Dragonfly (pages 18-19)


Okay, so there was a two-year gap between the previous Dragonfly post and the one before that. And then from that last post to now, a nine-month gap. Has any project ever hung fire so much?

It's been so long, in fact, there may be readers who have never seen a Dragonfly post. To those friends, let me explain: I'm blogging my first poetry collection page by page, or rather, poem by poem with commentary on craft or the circumstances surrounding the composition of the poem, etc.
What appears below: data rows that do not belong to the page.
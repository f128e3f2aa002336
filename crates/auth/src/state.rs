//! Application state for auth.

use std::sync::Arc;
use std::time::Duration;

use axum::extract::FromRef;
use axum_extra::extract::cookie::{Cookie, SameSite};
use gatehouse_core::auth::SessionId;

use crate::authenticator::Authenticator;
use crate::config::AuthConfig;

/// Shared state for auth handlers and extractors.
#[derive(Clone)]
pub struct AuthState {
    pub authenticator: Arc<Authenticator>,
    pub cookie_name: String,
    pub cookie_secure: bool,
}

impl AuthState {
    pub fn new(authenticator: Arc<Authenticator>, config: &AuthConfig) -> Self {
        Self {
            authenticator,
            cookie_name: config.cookie_name.clone(),
            cookie_secure: config.cookie_secure,
        }
    }

    /// Cookie carrying a freshly issued session id.
    pub fn session_cookie(&self, session_id: &SessionId) -> Cookie<'static> {
        Cookie::build((self.cookie_name.clone(), session_id.to_string()))
            .path("/")
            .http_only(true)
            .secure(self.cookie_secure)
            .same_site(SameSite::Lax)
            .max_age(max_age(self.authenticator.session_ttl()))
            .build()
    }

    /// Cookie that, once removed from the jar, clears the session cookie.
    pub fn removal_cookie(&self) -> Cookie<'static> {
        Cookie::build((self.cookie_name.clone(), "")).path("/").build()
    }
}

fn max_age(ttl: Duration) -> time::Duration {
    time::Duration::seconds(i64::try_from(ttl.as_secs()).unwrap_or(i64::MAX))
}

/// Allows AuthState to be extracted from a parent state.
impl<S> FromRef<S> for AuthState
where
    S: AsRef<AuthState>,
{
    fn from_ref(state: &S) -> Self {
        state.as_ref().clone()
    }
}
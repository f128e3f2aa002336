//! Redis session storage implementation.

use std::time::Duration;

use async_trait::async_trait;
use fred::prelude::*;
use gatehouse_core::store::{Result, SessionStore, StoreError};

/// Redis-backed session storage.
///
/// `take` maps to `GETDEL`, so concurrent consumers of the same key cannot
/// both observe it. Requires Redis 6.2 or later.
pub struct RedisSessionStore {
    pool: Pool,
}

impl RedisSessionStore {
    pub fn new(pool: Pool) -> Self {
        Self { pool }
    }

    /// Connects a pool of `pool_size` clients to `url`.
    ///
    /// # Errors
    ///
    /// Returns `StoreError::ConnectionFailed` if the URL is invalid or the
    /// server cannot be reached.
    pub async fn connect(url: &str, pool_size: usize) -> Result<Self> {
        let config = Config::from_url(url).map_err(connection_error)?;
        let pool = Builder::from_config(config)
            .build_pool(pool_size.max(1))
            .map_err(connection_error)?;
        pool.init().await.map_err(connection_error)?;

        tracing::info!(pool_size, "Connected to Redis");
        Ok(Self::new(pool))
    }

    pub fn pool(&self) -> &Pool {
        &self.pool
    }
}

fn connection_error(err: Error) -> StoreError {
    StoreError::ConnectionFailed(err.to_string())
}

/// Maps fred errors to StoreError.
fn map_redis_error(err: Error) -> StoreError {
    match err.kind() {
        ErrorKind::IO | ErrorKind::Timeout | ErrorKind::Canceled => {
            StoreError::ConnectionFailed(err.to_string())
        }
        _ => StoreError::OperationFailed(err.to_string()),
    }
}

#[async_trait]
impl SessionStore for RedisSessionStore {
    async fn set(&self, key: &str, value: &str, ttl: Duration) -> Result<()> {
        let ttl_secs = ttl.as_secs().max(1) as i64;

        self.pool
            .set::<(), _, _>(key, value, Some(Expiration::EX(ttl_secs)), None, false)
            .await
            .map_err(map_redis_error)
    }

    async fn get(&self, key: &str) -> Result<Option<String>> {
        self.pool.get(key).await.map_err(map_redis_error)
    }

    async fn delete(&self, key: &str) -> Result<()> {
        self.pool
            .del::<(), _>(key)
            .await
            .map_err(map_redis_error)
    }

    async fn take(&self, key: &str) -> Result<Option<String>> {
        self.pool.getdel(key).await.map_err(map_redis_error)
    }
}
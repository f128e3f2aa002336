//! OAuth provider implementations.
//!
//! This module contains implementations of `OAuthProvider` for:
//! - Google (static client secret, userinfo endpoint)
//! - Apple (signed JWT client secret, verified identity token)

mod apple;
mod endpoints;
mod google;

use std::time::Duration;

use gatehouse_core::auth::{AuthError, Result};

pub use apple::{verify_identity_token, AppleIdentityClaims, AppleProvider, APPLE_ISSUER};
pub use endpoints::Endpoints;
pub use google::GoogleProvider;

/// Builds the HTTP client shared by all providers.
///
/// Redirects are never followed and every request is bounded by `timeout`.
pub fn http_client(timeout: Duration) -> Result<reqwest::Client> {
    reqwest::Client::builder()
        .redirect(reqwest::redirect::Policy::none())
        .timeout(timeout)
        .build()
        .map_err(|e| AuthError::Config(format!("failed to build HTTP client: {}", e)))
}
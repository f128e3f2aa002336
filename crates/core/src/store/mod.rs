mod codec;
mod error;
mod keys;
mod traits;

pub use codec::{decode, encode};
pub use error::{Result, StoreError};
pub use keys::{session_key, state_key};
pub use traits::SessionStore;
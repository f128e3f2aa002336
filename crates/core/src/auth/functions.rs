use base64::{engine::general_purpose::URL_SAFE_NO_PAD, Engine};
use chrono::{DateTime, Duration, Utc};
use rand::Rng;

use super::{SessionId, SessionRecord};

/// Bytes of entropy in an OAuth state token (128 bits).
pub const STATE_TOKEN_BYTES: usize = 16;

/// Bytes of entropy in a session identifier (256 bits).
pub const SESSION_ID_BYTES: usize = 32;

fn random_token<const N: usize>() -> String {
    let mut bytes = [0u8; N];
    rand::rng().fill(&mut bytes);
    URL_SAFE_NO_PAD.encode(bytes)
}

/// Generate a cryptographically random session ID.
pub fn generate_session_id() -> SessionId {
    SessionId::new(random_token::<SESSION_ID_BYTES>())
}

/// Generate a random state parameter for CSRF protection.
pub fn generate_state() -> String {
    random_token::<STATE_TOKEN_BYTES>()
}

/// Check if a session has expired.
pub fn is_session_expired(session: &SessionRecord, now: DateTime<Utc>) -> bool {
    session.expires_at <= now
}

/// Calculate session expiry from creation time and TTL.
pub fn calculate_expiry(created_at: DateTime<Utc>, ttl: Duration) -> DateTime<Utc> {
    created_at + ttl
}

/// Pick a display name for a profile that came back without one.
pub fn email_to_name(email: &str) -> String {
    match email.split('@').next() {
        Some(name) if !name.is_empty() => name.to_string(),
        _ => "User".to_string(),
    }
}

#[cfg(test)]
mod tests {
    use super::*;
    use crate::auth::{AccessToken, UserProfile};

    fn is_url_safe(s: &str) -> bool {
        s.chars()
            .all(|c| c.is_ascii_alphanumeric() || c == '-' || c == '_')
    }

    fn session_expiring_at(now: DateTime<Utc>, expires_at: DateTime<Utc>) -> SessionRecord {
        SessionRecord {
            token: AccessToken {
                access_token: "at".to_string(),
                token_type: "Bearer".to_string(),
                expiry: None,
                id_token: None,
            },
            user_info: UserProfile {
                id: "user-1".to_string(),
                name: "Ada".to_string(),
                email: "ada@example.com".to_string(),
            },
            provider: "google".to_string(),
            created_at: now - Duration::hours(1),
            expires_at,
        }
    }

    #[test]
    fn generate_session_id_encodes_256_bits_url_safe() {
        let id = generate_session_id();
        // 32 bytes -> 43 base64 characters without padding
        assert_eq!(id.as_str().len(), 43);
        assert!(is_url_safe(id.as_str()));
    }

    #[test]
    fn generate_session_id_is_unique() {
        let id1 = generate_session_id();
        let id2 = generate_session_id();
        assert_ne!(id1, id2);
    }

    #[test]
    fn generate_state_encodes_128_bits_url_safe() {
        let state = generate_state();
        // 16 bytes -> 22 base64 characters without padding
        assert_eq!(state.len(), 22);
        assert!(is_url_safe(&state));
    }

    #[test]
    fn generate_state_is_unique() {
        assert_ne!(generate_state(), generate_state());
    }

    #[test]
    fn is_session_expired_returns_false_for_future_expiry() {
        let now = Utc::now();
        let session = session_expiring_at(now, now + Duration::hours(1));
        assert!(!is_session_expired(&session, now));
    }

    #[test]
    fn is_session_expired_returns_true_at_exact_expiry() {
        let now = Utc::now();
        let session = session_expiring_at(now, now);
        assert!(is_session_expired(&session, now));
    }

    #[test]
    fn calculate_expiry_adds_ttl_to_created_at() {
        let created = Utc::now();
        let ttl = Duration::hours(24);
        assert_eq!(calculate_expiry(created, ttl), created + ttl);
    }

    #[test]
    fn email_to_name_extracts_username() {
        assert_eq!(email_to_name("john.doe@example.com"), "john.doe");
        assert_eq!(email_to_name("no-at-sign"), "no-at-sign");
        assert_eq!(email_to_name(""), "User");
    }

    #[test]
    fn bearer_check_ignores_case() {
        let mut token = session_expiring_at(Utc::now(), Utc::now()).token;
        assert!(token.is_bearer());
        token.token_type = "bearer".to_string();
        assert!(token.is_bearer());
        token.token_type = "mac".to_string();
        assert!(!token.is_bearer());
    }
}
At the bottom of each post, you'll see a little box at bottom right that will help you navigate to the initial Dragonfly post (from late 2008), the table of contents, and so on.
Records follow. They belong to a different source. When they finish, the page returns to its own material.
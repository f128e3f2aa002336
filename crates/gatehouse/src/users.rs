//! In-memory user repository.

use std::collections::HashMap;
use std::sync::Arc;

use async_trait::async_trait;
use tokio::sync::RwLock;

use gatehouse_core::users::{RepositoryError, User, UserRepository};

/// Users held in a `HashMap` behind `Arc<RwLock<_>>`. Nothing is persisted.
#[derive(Debug, Clone, Default)]
pub struct InMemoryUserRepository {
    users: Arc<RwLock<HashMap<String, User>>>,
}

impl InMemoryUserRepository {
    #[cfg(test)]
    pub fn new() -> Self {
        Self::default()
    }

    /// Repository holding the demo user `1`.
    pub fn with_demo_data() -> Self {
        let users = [User::new("1", "John Doe")]
            .into_iter()
            .map(|user| (user.id.clone(), user))
            .collect();

        Self {
            users: Arc::new(RwLock::new(users)),
        }
    }

    #[cfg(test)]
    pub async fn insert(&self, user: User) {
        self.users.write().await.insert(user.id.clone(), user);
    }
}

#[async_trait]
impl UserRepository for InMemoryUserRepository {
    async fn get_user(&self, id: &str) -> Result<Option<User>, RepositoryError> {
        Ok(self.users.read().await.get(id).cloned())
    }
}
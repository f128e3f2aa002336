use std::time::Duration;

use async_trait::async_trait;

use super::Result;

/// Key-value store holding OAuth state tokens and session records.
///
/// Values are JSON text (see [`encode`](super::encode)). Every write carries a
/// TTL; expired keys behave as absent.
#[async_trait]
pub trait SessionStore: Send + Sync {
    /// Sets `key` to `value`, expiring after `ttl`.
    async fn set(&self, key: &str, value: &str, ttl: Duration) -> Result<()>;

    /// Gets the value stored under `key`.
    async fn get(&self, key: &str) -> Result<Option<String>>;

    /// Deletes `key`. Deleting a missing key is not an error.
    async fn delete(&self, key: &str) -> Result<()>;

    /// Atomically gets and deletes `key`.
    ///
    /// Of any number of concurrent callers, at most one observes the value.
    async fn take(&self, key: &str) -> Result<Option<String>>;
}
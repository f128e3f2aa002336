//! Apple OAuth provider implementation.
//!
//! Apple Sign In differs from Google in two ways:
//! - the client secret is a JWT signed with the team's ES256 key (see
//!   [`ClientSecretSigner`](crate::ClientSecretSigner))
//! - there is no userinfo endpoint; identity comes from the `id_token`
//!   returned by the token endpoint, verified against Apple's JWKS

use async_trait::async_trait;
use chrono::{DateTime, Utc};
use gatehouse_core::auth::{AccessToken, AuthError, OAuthProvider, Result, UserProfile};
use jsonwebtoken::{decode, decode_header, jwk::JwkSet, Algorithm, DecodingKey, Validation};
use oauth2::{
    basic::{
        BasicErrorResponse, BasicRevocationErrorResponse, BasicTokenIntrospectionResponse,
        BasicTokenType,
    },
    AuthType, AuthUrl, AuthorizationCode, ClientId, ClientSecret, CsrfToken, EndpointNotSet,
    EndpointSet, ExtraTokenFields, RedirectUrl, Scope, StandardRevocableToken,
    StandardTokenResponse, TokenResponse, TokenUrl,
};
use serde::{Deserialize, Serialize};
use url::Url;

use super::Endpoints;
use crate::client_secret::{ClientSecretSigner, SignedCredential};
use crate::config::AppleConfig;

/// Issuer of Apple identity tokens.
pub const APPLE_ISSUER: &str = "https://appleid.apple.com";

const SCOPES: &[&str] = &["name", "email"];

/// Extra fields of Apple's token response.
#[derive(Debug, Clone, Default, Serialize, Deserialize)]
pub struct AppleTokenFields {
    #[serde(default, skip_serializing_if = "Option::is_none")]
    pub id_token: Option<String>,
}

impl ExtraTokenFields for AppleTokenFields {}

type AppleTokenResponse = StandardTokenResponse<AppleTokenFields, BasicTokenType>;

/// `oauth2::Client` speaking Apple's token response, with the auth and token
/// URLs optionally set.
type AppleClient<HasAuthUrl = EndpointNotSet, HasTokenUrl = EndpointNotSet> = oauth2::Client<
    BasicErrorResponse,
    AppleTokenResponse,
    BasicTokenIntrospectionResponse,
    StandardRevocableToken,
    BasicRevocationErrorResponse,
    HasAuthUrl,
    EndpointNotSet,
    EndpointNotSet,
    EndpointNotSet,
    HasTokenUrl,
>;

/// Claims of an Apple identity token that gatehouse reads.
#[derive(Debug, Clone, PartialEq, Eq, Deserialize)]
pub struct AppleIdentityClaims {
    pub sub: String,
    #[serde(default)]
    pub email: Option<String>,
}

/// Apple OAuth provider.
pub struct AppleProvider {
    client: AppleClient<EndpointSet, EndpointSet>,
    http_client: reqwest::Client,
    client_id: String,
    keys_url: Url,
    credential_expires_at: DateTime<Utc>,
}

impl AppleProvider {
    /// Creates an Apple provider using an already signed client secret.
    ///
    /// # Errors
    ///
    /// Returns `AuthError::Config` if an endpoint is not a valid URL.
    pub fn new(
        config: &AppleConfig,
        credential: &SignedCredential,
        endpoints: Endpoints,
        http_client: reqwest::Client,
    ) -> Result<Self> {
        let client = AppleClient::new(ClientId::new(config.client_id.clone()))
            .set_client_secret(ClientSecret::new(credential.token.clone()))
            .set_auth_uri(AuthUrl::new(endpoints.authorize).map_err(invalid_endpoint)?)
            .set_token_uri(TokenUrl::new(endpoints.token).map_err(invalid_endpoint)?)
            .set_redirect_uri(RedirectUrl::from_url(config.redirect_url.clone()))
            .set_auth_type(AuthType::RequestBody);

        let keys_url = Url::parse(&endpoints.identity).map_err(invalid_endpoint)?;

        Ok(Self {
            client,
            http_client,
            client_id: config.client_id.clone(),
            keys_url,
            credential_expires_at: credential.expires_at,
        })
    }

    /// Loads the signing key named in `config`, signs a client secret and
    /// creates a provider against Apple's production endpoints.
    ///
    /// # Errors
    ///
    /// Returns `AuthError::Credential` if the key cannot be loaded or used.
    pub fn from_config(
        config: &AppleConfig,
        http_client: reqwest::Client,
    ) -> std::result::Result<Self, crate::AuthError> {
        let signer = ClientSecretSigner::from_file(
            &config.private_key_path,
            config.team_id.clone(),
            config.client_id.clone(),
            config.key_id.clone(),
        )?;
        let credential = signer.sign()?;

        tracing::info!(
            key_id = %signer.key_id(),
            expires_at = %credential.expires_at,
            "Signed Apple client secret"
        );

        Ok(Self::new(config, &credential, Endpoints::apple(), http_client)?)
    }

    /// When the client secret in use stops being accepted by Apple.
    pub fn credential_expires_at(&self) -> DateTime<Utc> {
        self.credential_expires_at
    }

    async fn fetch_keys(&self) -> Result<JwkSet> {
        self.http_client
            .get(self.keys_url.clone())
            .send()
            .await
            .and_then(|r| r.error_for_status())
            .map_err(|e| AuthError::ProfileFetch(format!("failed to fetch Apple keys: {}", e)))?
            .json()
            .await
            .map_err(|e| AuthError::ProfileFetch(format!("invalid Apple key set: {}", e)))
    }
}

#[async_trait]
impl OAuthProvider for AppleProvider {
    fn name(&self) -> &str {
        "apple"
    }

    fn authorization_url(&self, state: &str) -> Result<Url> {
        // Apple requires form_post whenever name or email is requested.
        let (url, _csrf) = self
            .client
            .authorize_url(|| CsrfToken::new(state.to_string()))
            .add_scopes(SCOPES.iter().map(|s| Scope::new((*s).to_string())))
            .add_extra_param("response_mode", "form_post")
            .url();

        Ok(url)
    }

    async fn exchange_code(&self, code: &str) -> Result<AccessToken> {
        let response = self
            .client
            .exchange_code(AuthorizationCode::new(code.to_string()))
            .request_async(&self.http_client)
            .await
            .map_err(|e| AuthError::Exchange(e.to_string()))?;

        let expiry = response
            .expires_in()
            .and_then(|d| chrono::Duration::from_std(d).ok())
            .map(|d| Utc::now() + d);

        Ok(AccessToken {
            access_token: response.access_token().secret().clone(),
            token_type: response.token_type().as_ref().to_string(),
            expiry,
            id_token: response.extra_fields().id_token.clone(),
        })
    }

    async fn fetch_user_profile(&self, token: &AccessToken) -> Result<UserProfile> {
        let id_token = token.id_token.as_deref().ok_or_else(|| {
            AuthError::ProfileFetch("token response carried no id_token".to_string())
        })?;

        let keys = self.fetch_keys().await?;
        let claims = verify_identity_token(id_token, &keys, &self.client_id)?;

        // Apple only shares the name once, in the callback form.
        Ok(UserProfile {
            id: claims.sub,
            name: String::new(),
            email: claims.email.unwrap_or_default(),
        })
    }
}

/// Verifies an Apple identity token against `keys`.
///
/// The token must be RS256-signed by a key in the set, issued by Apple for
/// `client_id`, and unexpired.
///
/// # Errors
///
/// Returns `AuthError::ProfileFetch` describing the first failed check.
pub fn verify_identity_token(
    id_token: &str,
    keys: &JwkSet,
    client_id: &str,
) -> Result<AppleIdentityClaims> {
    let header = decode_header(id_token)
        .map_err(|e| AuthError::ProfileFetch(format!("malformed identity token: {}", e)))?;

    let kid = header
        .kid
        .ok_or_else(|| AuthError::ProfileFetch("identity token has no key id".to_string()))?;

    let jwk = keys.find(&kid).ok_or_else(|| {
        AuthError::ProfileFetch(format!("identity token signed by unknown key `{}`", kid))
    })?;

    let key = DecodingKey::from_jwk(jwk)
        .map_err(|e| AuthError::ProfileFetch(format!("unusable Apple key `{}`: {}", kid, e)))?;

    let mut validation = Validation::new(Algorithm::RS256);
    validation.set_audience(&[client_id]);
    validation.set_issuer(&[APPLE_ISSUER]);

    decode::<AppleIdentityClaims>(id_token, &key, &validation)
        .map(|data| data.claims)
        .map_err(|e| AuthError::ProfileFetch(format!("invalid identity token: {}", e)))
}

fn invalid_endpoint(err: url::ParseError) -> AuthError {
    AuthError::Config(format!("invalid provider endpoint: {}", err))
}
This next poem in the book is thematically related to the previous poem since both deal with gambling.


Uncle Ray Shoots Craps with Elvis


It was Christmas 1963, and my mother's youngest brother, Ray,
was hitting all the tables at Harrah's: blackjack, roulette, craps
and baccarat — the exotic Monte Carlo import into Vegas.
In a trés chic hotel room, stories above the glitter of games,
another man was suiting up in silver lamé and rhinestones — Elvis
Presley, ready for whatever — rock-n-roll's unruly King.
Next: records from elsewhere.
use axum::{
    http::StatusCode,
    response::{IntoResponse, Response},
    Json,
};
use gatehouse_core::store::StoreError;
use serde_json::json;
use thiserror::Error;

use crate::client_secret::CredentialError;

/// Auth errors for the gatehouse_auth crate.
///
/// This wraps the core `AuthError` and adds the signing-key failures that
/// only the I/O layer can produce.
#[derive(Debug, Error)]
pub enum AuthError {
    /// Error from the core auth module (state, exchange, session, ...)
    #[error(transparent)]
    Core(#[from] gatehouse_core::auth::AuthError),

    /// Apple signing key could not be loaded or used
    #[error(transparent)]
    Credential(#[from] CredentialError),
}

impl From<StoreError> for AuthError {
    fn from(err: StoreError) -> Self {
        Self::Core(err.into())
    }
}

impl AuthError {
    /// HTTP status and client-facing message for this error.
    ///
    /// Messages never include internal detail; that goes to the log.
    pub fn status_and_message(&self) -> (StatusCode, &'static str) {
        use gatehouse_core::auth::AuthError as CoreError;

        match self {
            AuthError::Core(core_err) => match core_err {
                CoreError::UnknownProvider(_) => (StatusCode::BAD_REQUEST, "Invalid provider"),
                CoreError::InvalidState => (StatusCode::BAD_REQUEST, "Invalid state"),
                CoreError::StateLookup(_) => {
                    (StatusCode::INTERNAL_SERVER_ERROR, "failed to verify state")
                }
                CoreError::NotAuthenticated => (StatusCode::UNAUTHORIZED, "Not authenticated"),
                CoreError::Exchange(_) => {
                    (StatusCode::INTERNAL_SERVER_ERROR, "token exchange failed")
                }
                CoreError::ProfileFetch(_) => {
                    (StatusCode::INTERNAL_SERVER_ERROR, "failed to get user info")
                }
                CoreError::Session(_) => {
                    (StatusCode::INTERNAL_SERVER_ERROR, "failed to create session")
                }
                CoreError::DestroySession(_) => {
                    (StatusCode::INTERNAL_SERVER_ERROR, "failed to destroy session")
                }
                CoreError::Config(_) => {
                    (StatusCode::INTERNAL_SERVER_ERROR, "server configuration error")
                }
            },
            AuthError::Credential(_) => {
                (StatusCode::INTERNAL_SERVER_ERROR, "server configuration error")
            }
        }
    }
}

impl IntoResponse for AuthError {
    fn into_response(self) -> Response {
        let (status, message) = self.status_and_message();

        if status.is_server_error() {
            tracing::error!(error = %self, "Auth error");
        } else {
            tracing::debug!(error = %self, status = status.as_u16(), "Auth request rejected");
        }

        (status, Json(json!({ "error": message }))).into_response()
    }
}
And so they met, two sovereigns, my uncle whose name means king
and the honey-throated emperor of the silver screen. Uncle Ray,
in a white shirt and gray sport coat, sat down across from Elvis
under the dusty yellow light wafting down on the green and red craps
table. The shooter, a platinum blonde who was new to the game,
giggled as she fondled the dice, peeking at Elvis the Pelvis through Vegas

showgirl lashes. Neither the blonde nor Elvis paid the vaguest
attention to my uncle. Elvis ordered glass after glass, first "The King
of Beers," then later Johnnie Walker, Southern Comfort. The game
went on: Platinum giggled and threw, giggled and threw. Uncle Ray
bet with the table, and Elvis bet against. In front of my uncle, a crop
of red and blue chips blossomed and grew. Again and again, Elvis

called for a new stack of chips. The table wavered in front of Elvis's
eyes: was he ready to wager his diamond ring, his sequined vest, his Vegas
Caddy, the keys to the city of Memphis, his entire tobacco and cotton crop
in Tennessee? Who was this little man who dared challenge the King?
Did Elvis squint into the smoky glare, trying to focus on Uncle Ray?
Maybe he looked just like a favorite servant, the grounds- and game-

keeper at the Tennessee farm: Juanito from Cuba, who raised game
cocks and racing greyhounds for the betting pleasure of Elvis
and his retinue. On the other side of the table, Uncle Ray
peered through his own lowered eyelashes at the King of Vegas
and saw a brash young man, cruelly handsome but no King.
Drunk as a skunk, he would later tell us kids. At that craps


Page 18



table, Elvis was just another foul-mouth holligan. "Crap"
was the gentlest cuss word he said that night. As the game
went on, I noticed a bulge under his coat. It was the king
of handguns, a Colt .45 — the more he lost, the more Elvis
stroked its pearl handle. Then he bet all his chips and the "Vegas
Equalizer," as he called the gun. I thought to myself,
This is it, Ray,

do or die. The dice flew. Elvis got up real shaky: he'd crapped
out: "Life's a game," he said. "Now you're King." "Just call me Ray,"
I told him. Then he and the blonde staggered out into the streets of Vegas.





Page 19


This is based on a true story. Though I've made up everything. My cousin Monica (Uncle Ray's daughter) once told me at a family gathering, "Hey, did I ever tell you how my dad shot craps with Elvis?" I said something like, "Nicky, don't tell me another thing. I want to write about it without knowing the details."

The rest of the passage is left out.